# Diamond doves outdoors



## nancyandcleo (Apr 1, 2011)

Hi, everyone. Just a basic question--we now live in North Florida, and we have four diamond doves (mom, dad, and two adolescent kids  ). I've put them in a large flight cage, so they have plenty of room to fly around. We live in a condo with a balcony, and I'd like to keep the doves out there in their flight cage as much as possible--it just seems nicer for them, and it will minimize the indoor mess from tossed seeds, etc.
Are there any basic precautions I should take when doing this? Can they be outside at night and, if so, should I cover the cage? Anything else?
Thank you!

Nancy

P.S. For any of the board's old-timers who remember my "triplegic" (paralyzed, with a broken wing) pigeon Cleo--we just passed her 10-year anniversary with me, and she's just as feisty, smart, and loving as ever...Love that bird like crazy...


----------



## Charis (Feb 11, 2007)

Certainly, they will be more vulnerable to mosquitoes and possible pox. I would make sure the flight is enclosed with screen to protect them and a place where they can have shade.


----------



## nancyandcleo (Apr 1, 2011)

Thank you! Mosquitoes aren't really a problem here because we're right on the beach (lots of breezes that keep them away) and they're controlled by the condo property as well. I'm not sure what you mean by "pox"--what is that? They are in the shade all day, unless I move them partly into the sun for a while so that they can bathe in it--it seems to make them happy.

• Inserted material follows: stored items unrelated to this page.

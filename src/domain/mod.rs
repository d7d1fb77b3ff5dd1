//! Domain layer containing business logic and domain types.
//!
//! # Module Organization
//!
//! - `foundation` - Shared domain primitives (IDs, timestamps, errors)
//! - `bcf` - Topic markup, issue aggregate and reconciliation rules

pub mod bcf;
pub mod foundation;
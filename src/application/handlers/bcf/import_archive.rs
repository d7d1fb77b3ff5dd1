//! ImportArchiveHandler - Imports every topic of a BCF archive.

use std::sync::Arc;

use tracing::{error, info, warn};

use crate::domain::bcf::{Issue, StatusMapping, SyncFailure};
use crate::domain::foundation::{DomainError, ErrorCode, ProjectId, UserId};
use crate::ports::{ArchiveReader, IssueRepository, StatusCatalog};

use super::reconcile_issue::{ReconcileIssueCommand, ReconcileIssueHandler};

/// Command to import a whole archive into a project.
#[derive(Debug, Clone)]
pub struct ImportArchiveCommand {
    pub project_id: ProjectId,
    pub current_user: UserId,
}

/// A topic that was reconciled and saved.
#[derive(Debug, Clone)]
pub struct ImportedTopic {
    pub entry_path: String,
    pub issue: Issue,
    pub sync_failures: Vec<SyncFailure>,
}

/// A topic that could not be imported.
#[derive(Debug, Clone, PartialEq, Eq)]
pub struct FailedTopic {
    pub entry_path: String,
    pub code: ErrorCode,
    pub message: String,
}

/// Outcome of an archive import.
#[derive(Debug, Clone, Default)]
pub struct ImportReport {
    pub imported: Vec<ImportedTopic>,
    pub failed: Vec<FailedTopic>,
}

impl ImportReport {
    /// True if every topic was imported without any failure.
    pub fn is_clean(&self) -> bool {
        self.failed.is_empty() && self.imported.iter().all(|t| t.sync_failures.is_empty())
    }
}

/// Handler for importing a BCF archive.
///
/// Topics are processed one after another. A topic that fails is
/// recorded in the report and the import moves on to the next one.
pub struct ImportArchiveHandler {
    reconciler: ReconcileIssueHandler,
    issues: Arc<dyn IssueRepository>,
    statuses: Arc<dyn StatusCatalog>,
}

impl ImportArchiveHandler {
    pub fn new(
        reconciler: ReconcileIssueHandler,
        issues: Arc<dyn IssueRepository>,
        statuses: Arc<dyn StatusCatalog>,
    ) -> Self {
        Self {
            reconciler,
            issues,
            statuses,
        }
    }

    /// Imports every markup entry of `archive`.
    ///
    /// # Errors
    ///
    /// Returns `DomainError` only if the status catalog cannot be read.
    /// Per-topic failures are reported in `ImportReport::failed`.
    pub async fn handle(
        &self,
        cmd: ImportArchiveCommand,
        archive: &dyn ArchiveReader,
    ) -> Result<ImportReport, DomainError> {
        let statuses = self.load_status_mapping().await?;
        let config = self.reconciler.config();

        let entries: Vec<String> = archive
            .entry_names()
            .into_iter()
            .filter(|name| config.is_markup_entry(name))
            .collect();
        if entries.is_empty() {
            warn!(project = %cmd.project_id, "BCF archive contains no topic markup");
        }

        let mut report = ImportReport::default();
        for entry_path in entries {
            let reconciled = self
                .reconciler
                .handle(
                    ReconcileIssueCommand {
                        project_id: cmd.project_id,
                        entry_path: entry_path.clone(),
                        current_user: cmd.current_user.clone(),
                    },
                    archive,
                    &statuses,
                )
                .await;

            let result = match reconciled {
                Ok(result) => result,
                Err(err) => {
                    error!(entry = %entry_path, code = %err.code(), "Failed to import BCF topic: {}", err);
                    report.failed.push(FailedTopic {
                        entry_path,
                        code: err.code(),
                        message: err.to_string(),
                    });
                    continue;
                }
            };

            if let Err(err) = self.issues.save(&result.issue).await {
                error!(entry = %entry_path, code = %err.code, "Failed to save BCF issue: {}", err);
                report.failed.push(FailedTopic {
                    entry_path,
                    code: err.code,
                    message: err.to_string(),
                });
                continue;
            }

            report.imported.push(ImportedTopic {
                entry_path,
                issue: result.issue,
                sync_failures: result.sync_failures,
            });
        }

        info!(
            project = %cmd.project_id,
            imported = report.imported.len(),
            failed = report.failed.len(),
            "BCF import finished"
        );
        Ok(report)
    }

    async fn load_status_mapping(&self) -> Result<StatusMapping, DomainError> {
        let statuses = self.statuses.list_statuses().await?;
        let default_status = self.statuses.default_status_id().await?;
        Ok(StatusMapping::new(
            statuses.into_iter().map(|s| (s.name, s.id)),
            default_status,
        ))
    }
}
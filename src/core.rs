use std::collections::BTreeMap;

use serde::{Deserialize, Serialize};

/// Parameters passed to a task, injected into document sources before
/// execution.
pub type Params = BTreeMap<String, serde_json::Value>;

/// A 32-byte BLAKE3 hash used for change detection.
///
/// In `kumiki`, this serves two purposes:
/// 1. It fingerprints the normalized source of a task, so that edits to the
///    code can be detected (code staleness).
/// 2. It fingerprints persisted artifacts, so that a task can tell whether
///    anything upstream has changed since it was last built (data
///    staleness).
#[derive(Clone, Copy, PartialEq, Eq, PartialOrd, Ord, Hash, Default, Serialize, Deserialize)]
pub struct Hash32([u8; 32]);

impl<T> From<T> for Hash32
where
    T: Into<[u8; 32]>,
{
    fn from(value: T) -> Self {
        Hash32(value.into())
    }
}

impl Hash32 {
    /// The fingerprint of an artifact that does not exist.
    pub const MISSING: Hash32 = Hash32([0; 32]);

    pub fn hash(buffer: impl AsRef<[u8]>) -> Self {
        blake3::Hasher::new()
            .update(buffer.as_ref())
            .finalize()
            .into()
    }

    pub fn hash_file(path: impl AsRef<std::path::Path>) -> std::io::Result<Self> {
        Ok(blake3::Hasher::new().update_mmap(path)?.finalize().into())
    }

    pub fn to_hex(self) -> String {
        const HEX: &[u8; 16] = b"0123456789abcdef";
        let mut acc = String::with_capacity(64);

        for &byte in &self.0 {
            acc.push(HEX[(byte >> 4) as usize] as char);
            acc.push(HEX[(byte & 0xF) as usize] as char);
        }

        acc
    }

    /// Short prefix of the hex digest, handy in log lines.
    pub fn short(self) -> String {
        let mut hex = self.to_hex();
        hex.truncate(12);
        hex
    }
}

impl std::fmt::Debug for Hash32 {
    fn fmt(&self, f: &mut std::fmt::Formatter<'_>) -> std::fmt::Result {
        write!(f, "Hash32({})", self.to_hex())
    }
}

impl std::fmt::Display for Hash32 {
    fn fmt(&self, f: &mut std::fmt::Formatter<'_>) -> std::fmt::Result {
        f.write_str(&self.to_hex())
    }
}

/// Incremental hasher producing a [`Hash32`], used when a fingerprint is
/// assembled from several parts (e.g. the members of a meta product).
#[derive(Default)]
pub(crate) struct Blake3Hasher(blake3::Hasher);

impl Blake3Hasher {
    pub(crate) fn update(&mut self, bytes: impl AsRef<[u8]>) -> &mut Self {
        let bytes = bytes.as_ref();
        // length prefix keeps ("ab", "c") and ("a", "bc") apart
        self.0.update(&(bytes.len() as u64).to_le_bytes());
        self.0.update(bytes);
        self
    }

    pub(crate) fn finish(&self) -> Hash32 {
        let bytes: [u8; 32] = self.0.finalize().into();
        Hash32(bytes)
    }
}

Portland, huh?! I miss it--I went to Reed, but I haven't been back since '85...


----------



## Doves1111 (Mar 5, 2005)

I keep Diamond Doves out year round...but they are kept in a loft with an attached flight. If you are going to keep Diamond Doves outdoors...they need a place where they can get out of the elements of the weather...and away from predators like hawks, cats, raccoons, etc. I can't imagine keeping my Diamonds outdoors in just a cage...with no place for them to go and get out of a storm...or get away from cats, hawks, raccoons, etc. 

Dawn


----------



## nancyandcleo (Apr 1, 2011)

Thanks, Dawn. We're on the 2nd floor--I don't think anything could climb up. I've thought about hawks, but I can't imagine one being able to get into the cage (it's very big and quite sturdy), even if it tried (most of the hawks around here are ospreys, so they're a lot more interested in hanging out at the beach and fishing in the ocean). The balcony is covered and sheltered, and in case of really severe weather it's easy to just bring everyone inside. I'm around most of the time--I wouldn't just leave them to their own devices for long periods of time. Maybe I'll just plan to bring them in whenever I go anywhere.


----------



## almondman (Aug 22, 2009)

Although I personally have never seen it verified, there have been stories of terns, sea gulls, and other "sea birds" attacking and even eating pigeons and doves. Depending on the space between the bars of your cage, they might be able to reach in with their bills and catch a scared bird while it frantically tries to fly. 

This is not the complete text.